Mexico City (EFE).- The Supreme Court of Justice of the Nation (SCJN) of Mexico eliminated the crime of abortion from the Federal Penal Code by granting protection to the Information Group on Elected Reproduction (GIRE).
“The SCJN decriminalizes abortion at the federal level! Thanks to a protection won by GIRE, all women and people with the capacity to become pregnant will be able to access abortion services at any federal health institution,” the organization announced through the social network X (formerly Twitter).
Likewise, the SCJN indicated said resolution on the same social network.
The First Chamber of the SCJN declared it unconstitutional to penalize abortion in the Federal Penal Code. For violating the human rights of women and people with the capacity to gestate.
Abortion in Mexico
The Supreme Court declared unconstitutional in September 2021 the absolute prohibition of abortion in the penal codes of the states.
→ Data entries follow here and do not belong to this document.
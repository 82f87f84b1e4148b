//! Projects a move tree into the linear sequence a reader sees, stamping every
//! move with the position it produces.

use super::error::ProjectionError;
use super::notation::Notation;
use super::rules::{MoveSquares, RulesEngine, STANDARD_START_FEN};
use super::types::{GameRecord, MoveTreeNode, Termination, Turn};
use serde_json::{Value as JsonValue, json};
use std::env;
use std::ops::Deref;

#[derive(Debug, Clone, PartialEq, Eq)]
pub struct MoveLabel {
    /// Text as displayed, in the configured notation.
    pub text: String,
    /// Move as recorded in the game.
    pub san: String,
    pub turn: Turn,
    /// Position after the move.
    pub position: String,
    pub squares: MoveSquares,
}

impl MoveLabel {
    /// Number, side marker and move, e.g. `2...Nc6`.
    pub fn full_label(&self) -> String {
        format!("{}{}", self.turn.number_label(), self.text)
    }
}

#[derive(Debug, Clone, PartialEq, Eq)]
pub enum DisplayElement {
    MoveNumberLabel(String),
    MoveLabel(MoveLabel),
    OpenVariation,
    CloseVariation,
    ResultMarker(Termination),
}

impl DisplayElement {
    pub fn text(&self) -> &str {
        match self {
            Self::MoveNumberLabel(text) => text,
            Self::MoveLabel(label) => &label.text,
            Self::OpenVariation => "(",
            Self::CloseVariation => ")",
            Self::ResultMarker(kind) => kind.as_str(),
        }
    }

    pub fn as_move(&self) -> Option<&MoveLabel> {
        match self {
            Self::MoveLabel(label) => Some(label),
            _ => None,
        }
    }

    pub fn is_move(&self) -> bool {
        matches!(self, Self::MoveLabel(_))
    }

    fn to_json(&self) -> JsonValue {
        match self {
            Self::MoveNumberLabel(text) => json!({ "kind": "number", "text": text }),
            Self::MoveLabel(label) => json!({
                "kind": "move",
                "text": label.text,
                "san": label.san,
                "number": label.turn.number,
                "white": label.turn.white,
                "fen": label.position,
                "from": label.squares.from,
                "to": label.squares.to,
            }),
            Self::OpenVariation => json!({ "kind": "open", "text": "(" }),
            Self::CloseVariation => json!({ "kind": "close", "text": ")" }),
            Self::ResultMarker(kind) => json!({ "kind": "result", "text": kind.as_str() }),
        }
    }
}

/// The linear projection of one game. Read-only once built.
#[derive(Debug, Clone, Default, PartialEq, Eq)]
pub struct DisplaySequence {
    elements: Vec<DisplayElement>,
}

impl Deref for DisplaySequence {
    type Target = [DisplayElement];

    fn deref(&self) -> &Self::Target {
        &self.elements
    }
}

impl DisplaySequence {
    pub fn from_elements(elements: Vec<DisplayElement>) -> Self {
        Self { elements }
    }

    pub fn move_count(&self) -> usize {
        self.elements.iter().filter(|e| e.is_move()).count()
    }

    /// True when every `(` has a matching `)` and none closes early.
    pub fn is_balanced(&self) -> bool {
        let mut open = 0usize;
        for element in &self.elements {
            match element {
                DisplayElement::OpenVariation => open += 1,
                DisplayElement::CloseVariation => {
                    let Some(remaining) = open.checked_sub(1) else {
                        return false;
                    };
                    open = remaining;
                }
                _ => {}
            }
        }
        open == 0
    }

    /// Renderer hand-off: one JSON object per element.
    pub fn to_json(&self) -> JsonValue {
        JsonValue::Array(self.elements.iter().map(DisplayElement::to_json).collect())
    }
}

#[derive(Debug, Clone, Copy, PartialEq, Eq, Default)]
pub struct ProjectionOptions {
    pub notation: Notation,
}

impl ProjectionOptions {
    /// Reads `CHESS_NOTATION` (`san` or `figurine`); unknown values keep SAN.
    pub fn from_env() -> Self {
        let notation = env::var("CHESS_NOTATION")
            .ok()
            .and_then(|raw| Notation::parse(&raw))
            .unwrap_or_default();
        Self { notation }
    }
}

/// Projects a whole game, starting from its `FEN` tag or the standard
/// starting position. Fails without a partial sequence if any move is illegal.
pub fn project_game<E: RulesEngine + ?Sized>(
    record: &GameRecord,
    engine: &E,
    options: ProjectionOptions,
) -> Result<DisplaySequence, ProjectionError> {
    let start = record.starting_fen().unwrap_or(STANDARD_START_FEN);
    engine
        .validate(start)
        .map_err(|reason| ProjectionError::InvalidStartPosition {
            fen: start.to_string(),
            reason,
        })?;

    match &record.root {
        Some(root) => project(root, start, engine, options),
        None => Ok(DisplaySequence::default()),
    }
}

/// Projects the tree rooted at `root`, played from `position`.
pub fn project<E: RulesEngine + ?Sized>(
    root: &MoveTreeNode,
    position: &str,
    engine: &E,
    options: ProjectionOptions,
) -> Result<DisplaySequence, ProjectionError> {
    let mut projector = Projector {
        engine,
        notation: options.notation,
        elements: Vec::new(),
    };
    projector.line(root, position, true)?;
    Ok(DisplaySequence::from_elements(projector.elements))
}

struct Projector<'a, E: ?Sized> {
    engine: &'a E,
    notation: Notation,
    elements: Vec<DisplayElement>,
}

impl<E: RulesEngine + ?Sized> Projector<'_, E> {
    fn line(
        &mut self,
        first: &MoveTreeNode,
        start: &str,
        force_number: bool,
    ) -> Result<(), ProjectionError> {
        let mut position = start.to_string();
        let mut force_number = force_number;

        for node in first.line() {
            if node.turn.white || force_number {
                self.elements
                    .push(DisplayElement::MoveNumberLabel(node.turn.number_label()));
            }

            let applied = self
                .engine
                .apply(&position, &node.text)
                .map_err(|source| ProjectionError::IllegalMove {
                    turn: node.turn,
                    source,
                })?;

            self.elements.push(DisplayElement::MoveLabel(MoveLabel {
                text: self.notation.render(&node.text, node.turn.white).into_owned(),
                san: node.text.clone(),
                turn: node.turn,
                position: applied.position.clone(),
                squares: applied.squares,
            }));

            // Alternatives branch from the position before this move.
            for variation in &node.variations {
                self.elements.push(DisplayElement::OpenVariation);
                self.line(variation, &position, true)?;
                self.elements.push(DisplayElement::CloseVariation);
            }

            if let Some(kind) = node.termination {
                self.elements.push(DisplayElement::ResultMarker(kind));
            }

            force_number = !node.variations.is_empty();
            position = applied.position;
        }
        Ok(())
    }
}
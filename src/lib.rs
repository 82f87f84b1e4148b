//! Reads PGN games with nested variations into move trees and projects them
//! into a flat, navigable display sequence.
//!
//! ```no_run
//! use pgn_navigator::{Navigator, NextMove, ProjectionOptions, ShakmatyRules, load_games};
//!
//! let games = load_games("1. e4 e5 2. Nf3 (2. Bc4) 2... Nc6 *", &ShakmatyRules, ProjectionOptions::default());
//! if let Some(sequence) = games[0].sequence() {
//!     let navigator = Navigator::new(sequence);
//!     if let NextMove::Moved(position) = navigator.next_move(navigator.first()) {
//!         println!("{:?}", navigator.current_move(position));
//!     }
//! }
//! ```

pub mod chess;

pub use chess::{
    BranchCandidate, BranchPoint, CursorPosition, DisplayElement, DisplaySequence, GameHeader,
    GameRecord, GameVisitor, LineEnd, LoadError, LoadedGame, MoveLabel, MoveTreeNode, Navigator,
    NextMove, Notation, PgnEvent, ProjectionError, ProjectionOptions, RulesEngine, ShakmatyRules,
    TagMap, Termination, TreeBuilder, TreeError, Turn, build_game, load_games, project_game,
    read_games,
};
But since then, few territorial entities have modified their laws to comply with the criteria of the SCJN, so the crime is still classified at the local level.
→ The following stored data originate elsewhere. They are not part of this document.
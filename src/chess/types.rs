use std::fmt;

/// Move number plus side to move for one ply.
#[derive(Debug, Clone, Copy, PartialEq, Eq, Hash)]
pub struct Turn {
    pub number: u32,
    pub white: bool,
}

impl Default for Turn {
    fn default() -> Self {
        Self {
            number: 1,
            white: true,
        }
    }
}

impl Turn {
    pub const fn new(number: u32, white: bool) -> Self {
        Self { number, white }
    }

    /// Turn of the ply that follows this one.
    pub fn advance(self) -> Self {
        if self.white {
            Self {
                number: self.number,
                white: false,
            }
        } else {
            Self {
                number: self.number.saturating_add(1),
                white: true,
            }
        }
    }

    pub fn number_label(self) -> String {
        if self.white {
            format!("{}.", self.number)
        } else {
            format!("{}...", self.number)
        }
    }
}

#[derive(Debug, Clone, Copy, PartialEq, Eq, Hash)]
pub enum Termination {
    WhiteWon,
    BlackWon,
    Draw,
    Unknown,
}

impl Termination {
    pub fn from_token(token: &str) -> Option<Self> {
        match token.trim() {
            "1-0" => Some(Self::WhiteWon),
            "0-1" => Some(Self::BlackWon),
            "1/2-1/2" | "½-½" => Some(Self::Draw),
            "*" => Some(Self::Unknown),
            _ => None,
        }
    }

    pub const fn as_str(self) -> &'static str {
        match self {
            Self::WhiteWon => "1-0",
            Self::BlackWon => "0-1",
            Self::Draw => "1/2-1/2",
            Self::Unknown => "*",
        }
    }
}

impl fmt::Display for Termination {
    fn fmt(&self, f: &mut fmt::Formatter<'_>) -> fmt::Result {
        f.write_str(self.as_str())
    }
}

/// PGN tag pairs in document order. A repeated name overwrites the earlier
/// value but keeps the position of its first occurrence.
#[derive(Debug, Clone, Default, PartialEq, Eq)]
pub struct TagMap {
    entries: Vec<(String, String)>,
}

impl TagMap {
    pub fn new() -> Self {
        Self::default()
    }

    pub fn insert(&mut self, name: impl Into<String>, value: impl Into<String>) {
        let name = name.into();
        let value = value.into();
        match self.entries.iter_mut().find(|(key, _)| *key == name) {
            Some((_, slot)) => *slot = value,
            None => self.entries.push((name, value)),
        }
    }

    pub fn get(&self, name: &str) -> Option<&str> {
        self.entries
            .iter()
            .find(|(key, _)| key == name)
            .map(|(_, value)| value.as_str())
    }

    pub fn iter(&self) -> impl Iterator<Item = (&str, &str)> {
        self.entries
            .iter()
            .map(|(key, value)| (key.as_str(), value.as_str()))
    }

    pub fn len(&self) -> usize {
        self.entries.len()
    }

    pub fn is_empty(&self) -> bool {
        self.entries.is_empty()
    }

    pub fn clear(&mut self) {
        self.entries.clear();
    }
}

/// One ply of a recorded game.
///
/// A node owns the node continuing its line (`next`) and every alternative
/// line branching off at its own move (`variations`). Each variation is a
/// root whose first move replaces this node's move.
#[derive(Debug, Clone, PartialEq, Eq)]
pub struct MoveTreeNode {
    pub text: String,
    pub turn: Turn,
    pub next: Option<Box<MoveTreeNode>>,
    pub variations: Vec<MoveTreeNode>,
    pub termination: Option<Termination>,
}

impl MoveTreeNode {
    pub fn new(text: impl Into<String>, turn: Turn) -> Self {
        Self {
            text: text.into(),
            turn,
            next: None,
            variations: Vec::new(),
            termination: None,
        }
    }

    /// Iterates this node and its continuations, without entering variations.
    pub fn line(&self) -> impl Iterator<Item = &MoveTreeNode> {
        std::iter::successors(Some(self), |node| node.next.as_deref())
    }

    /// Number of nodes reachable from here, variations included.
    pub fn count_nodes(&self) -> usize {
        self.line()
            .map(|node| 1 + node.variations.iter().map(Self::count_nodes).sum::<usize>())
            .sum()
    }
}

// Long mainlines would otherwise drop through one stack frame per ply.
impl Drop for MoveTreeNode {
    fn drop(&mut self) {
        let mut next = self.next.take();
        while let Some(mut node) = next {
            next = node.next.take();
        }
    }
}

/// One game as built from the event stream.
#[derive(Debug, Clone, Default, PartialEq, Eq)]
pub struct GameRecord {
    pub tags: TagMap,
    pub root: Option<MoveTreeNode>,
}

impl GameRecord {
    pub fn starting_fen(&self) -> Option<&str> {
        self.tags.get("FEN")
    }
}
Based on said sentence, which declared the crime of abortion unconstitutional in the Penal Code of Coahuila, the organization filed the amparo.
The organization detailed in a statement that any federal health institution, such as the Mexican Social Security Institute (IMSS) or the Institute of Security and Social Services of State Workers (ISSSTE), must provide the service to all pregnant people who request it.
In addition, they indicated, health personnel who perform this type of assistance cannot be criminalized.
“Having been approved unanimously, this ruling becomes mandatory for all local and federal judges, who will have to implement what the court said,” reads the GIRE statement.
The feminist organization said it trusts the entities to guarantee reproductive autonomy.
Penal Code Modification
Likewise, the federal Congress must modify the Penal Code from the resolution of the SCJN of this day.
The project voted on was 267/2023 by Minister Margarita Ríos-Farjat. She analyzed articles 330, 331, 332, 333 and 334 of the Federal Penal Code, which mention the penalties for the crime of abortion at the federal level.
Until now, ten of the country’s 32 states allowed women to terminate pregnancies with a limit of 12 weeks of gestation in most legislation, which they progressively modified.
The first law to decriminalize abortion in Mexico approved in the Mexican capital, the then Federal District, in 2007.